Hardcoded Outputs Undermine Coding Assessments
The article discusses the issue of gaming coding assessments by hardcoding expected outputs instead of solving the problem algorithmically. This undermines the integrity of the assessment and the ability to measure true skill.
Why it matters
Coding assessments are crucial for evaluating technical skills, and if they can be gamed, they lose their value as a reliable measure of a candidate's abilities.
Key Points
- 1Hardcoding outputs for known hidden tests instead of solving the problem algorithmically
- 2This is an assessment integrity issue, not just a leaderboard problem
- 3Genuine solutions involve training on data, building features, fitting a model, and making predictions
Details
The article focuses on a machine learning challenge on HackerRank where the author noticed that some top-scoring submissions appeared to hardcode outputs for known hidden tests instead of solving the problem algorithmically.
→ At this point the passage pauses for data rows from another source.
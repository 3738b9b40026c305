//! The chat metadata service contract.

use crate::host::{OfflinePlayer, Player, World};
use crate::permission::{Permission, PermissionExt};
use crate::resolve::{current_world, player_identifier, world_name};
use serde::{Deserialize, Serialize};

/// The four typed info families. Backends store each family separately, so
/// the same node name can hold one value per family.
#[derive(Debug, Clone, Copy, PartialEq, Eq, Hash, PartialOrd, Ord, Serialize, Deserialize)]
#[serde(rename_all = "snake_case")]
pub enum InfoKind {
    Integer,
    Double,
    Boolean,
    String,
}

/// A typed info node value.
#[derive(Debug, Clone, PartialEq, Serialize, Deserialize)]
#[serde(untagged)]
pub enum InfoValue {
    Integer(i64),
    Double(f64),
    Boolean(bool),
    String(String),
}

impl InfoValue {
    pub fn kind(&self) -> InfoKind {
        match self {
            InfoValue::Integer(_) => InfoKind::Integer,
            InfoValue::Double(_) => InfoKind::Double,
            InfoValue::Boolean(_) => InfoKind::Boolean,
            InfoValue::String(_) => InfoKind::String,
        }
    }

    pub fn as_integer(&self) -> Option<i64> {
        match self {
            InfoValue::Integer(v) => Some(*v),
            _ => None,
        }
    }

    pub fn as_double(&self) -> Option<f64> {
        match self {
            InfoValue::Double(v) => Some(*v),
            _ => None,
        }
    }

    pub fn as_boolean(&self) -> Option<bool> {
        match self {
            InfoValue::Boolean(v) => Some(*v),
            _ => None,
        }
    }

    pub fn into_string(self) -> Option<String> {
        match self {
            InfoValue::String(v) => Some(v),
            _ => None,
        }
    }
}

/// A chat metadata backend.
///
/// Group queries are not part of this trait: a chat backend is constructed
/// with a [`Permission`] service and [`ChatExt`] forwards group questions to it.
pub trait Chat: Send + Sync {
    /// The permission service this backend was built with.
    fn permission(&self) -> &dyn Permission;

    fn name(&self) -> &str;

    fn is_enabled(&self) -> bool;

    fn player_prefix(&self, world: Option<&str>, player: &str) -> Option<String>;

    fn set_player_prefix(&self, world: Option<&str>, player: &str, prefix: &str);

    fn player_suffix(&self, world: Option<&str>, player: &str) -> Option<String>;

    fn set_player_suffix(&self, world: Option<&str>, player: &str, suffix: &str);

    fn group_prefix(&self, world: Option<&str>, group: &str) -> Option<String>;

    fn set_group_prefix(&self, world: Option<&str>, group: &str, prefix: &str);

    fn group_suffix(&self, world: Option<&str>, group: &str) -> Option<String>;

    fn set_group_suffix(&self, world: Option<&str>, group: &str, suffix: &str);

    /// Stored value of `kind` for the node, if any.
    ///
    /// Backends without support for a family return `None`.
    fn player_info(
        &self,
        world: Option<&str>,
        player: &str,
        node: &str,
        kind: InfoKind,
    ) -> Option<InfoValue>;

    fn set_player_info(&self, world: Option<&str>, player: &str, node: &str, value: InfoValue);

    fn group_info(
        &self,
        world: Option<&str>,
        group: &str,
        node: &str,
        kind: InfoKind,
    ) -> Option<InfoValue>;

    fn set_group_info(&self, world: Option<&str>, group: &str, node: &str, value: InfoValue);
}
This is problematic because if a platform can be gamed by memorizing test cases, the score stops measuring the true skill of the candidate. The article provides a visual comparison of a genuine solution path, which involves training on the provided data, building features, fitting a model, and making predictions, versus the anti-pattern of hardcoding expected outputs based on test size. The author argues that this undermines the integrity of the assessment and the ability to accurately evaluate the candidates' skills.